JP5282793B2 - Emulsion - Google Patents

Description

  The present invention relates to an emulsion. More particularly, it relates to an emulsion of perfluoropolyether oil or perfluorocarbon compound.

Polyfluoroalkylphosphonic acid esters are widely used as raw materials for synthesizing release agents. The mold release performance when used as a mold release agent is most easily manifested in compounds having 8 to 12 carbon atoms in the perfluoroalkyl group, and is particularly a C ₈ telomer compound.
CF ₃ (CF ₂ ) ₇ CH ₂ CH ₂ P (O) (OC ₂ H ₅ ) ₂
However, it is preferably used for this kind of application (see Patent Documents 1 to 4).

  By the way, it has been reported that a telomer compound having a perfluoroalkyl group having 8 to 12 carbon atoms is biodegraded in the environment and converted into a compound having a relatively high bioaccumulation property and environmental concentration property. There are concerns about exposure to the environment, waste, release to the environment from treated substrates, and diffusion. In addition, compounds having a perfluoroalkyl group with 14 or more carbon atoms are very difficult to handle because of their physical and chemical properties, and are rarely used in practice.

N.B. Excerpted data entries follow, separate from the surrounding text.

//! Contracts of the services a file record delegates to.
//! Implementations must be shareable; records themselves stay on one thread.

use std::sync::Arc;

use anyhow::Result;

use super::file::FileRecord;
use super::types::{FileAction, ProcessedFile, Properties};

/// Content I/O, URLs and permissions for the files of one storage.
pub trait Storage: Send + Sync {
    fn uid(&self) -> u64;
    fn file_contents(&self, file: &FileRecord) -> Result<Vec<u8>>;
    fn set_file_contents(&self, file: &FileRecord, contents: &[u8]) -> Result<()>;
    fn public_url(&self, file: &FileRecord, relative_to_current_script: bool) -> Result<Option<String>>;
    fn check_file_action_permission(&self, action: FileAction, file: &FileRecord) -> Result<bool>;
    /// File-system stat fields (size, mtime, ...) as reported by the backend.
    fn file_info(&self, file: &FileRecord) -> Result<Properties>;
    fn process_file(&self, file: &FileRecord, task_type: &str, configuration: &Properties) -> Result<ProcessedFile>;
}

/// Persisted index records, keyed by combined identifier.
pub trait IndexRepository: Send + Sync {
    fn find_one_by_combined_identifier(&self, combined_identifier: &str) -> Result<Option<Properties>>;
}

/// Extracted metadata rows, keyed by the file's uid.
pub trait MetaDataRepository: Send + Sync {
    fn find_by_file(&self, file: &FileRecord) -> Result<Properties>;
}

/// Creates index records for files that have none yet.
pub trait Indexer: Send + Sync {
    fn index_file(&self, file: &FileRecord, extract_metadata_now: bool) -> Result<Properties>;
}

/// Resolves storages by uid, e.g. after a file moved between storages.
pub trait StorageFactory: Send + Sync {
    fn storage_object(&self, storage_uid: u64) -> Result<Arc<dyn Storage>>;
}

  Furthermore, telomer compounds having a perfluoroalkyl group having 8 or more carbon atoms cannot avoid the generation or contamination of perfluorooctanoic acids having high bioaccumulation potential in the production process. For this reason, manufacturers of such telomer compounds are proceeding withdrawing from the production or replacing them with compounds having a perfluoroalkyl group having 6 or less carbon atoms.

  On the other hand, in the compound having 6 or less carbon atoms in the perfluoroalkyl group, the orientation on the surface of the treated substrate is remarkably lowered, and the melting point, the glass transition point Tg, etc. are remarkably lower than the compound having 8 carbon atoms. It will be greatly affected by environmental conditions such as temperature, humidity, stress, and contact with organic solvents. Therefore, the required sufficient performance cannot be obtained, and the durability is also affected.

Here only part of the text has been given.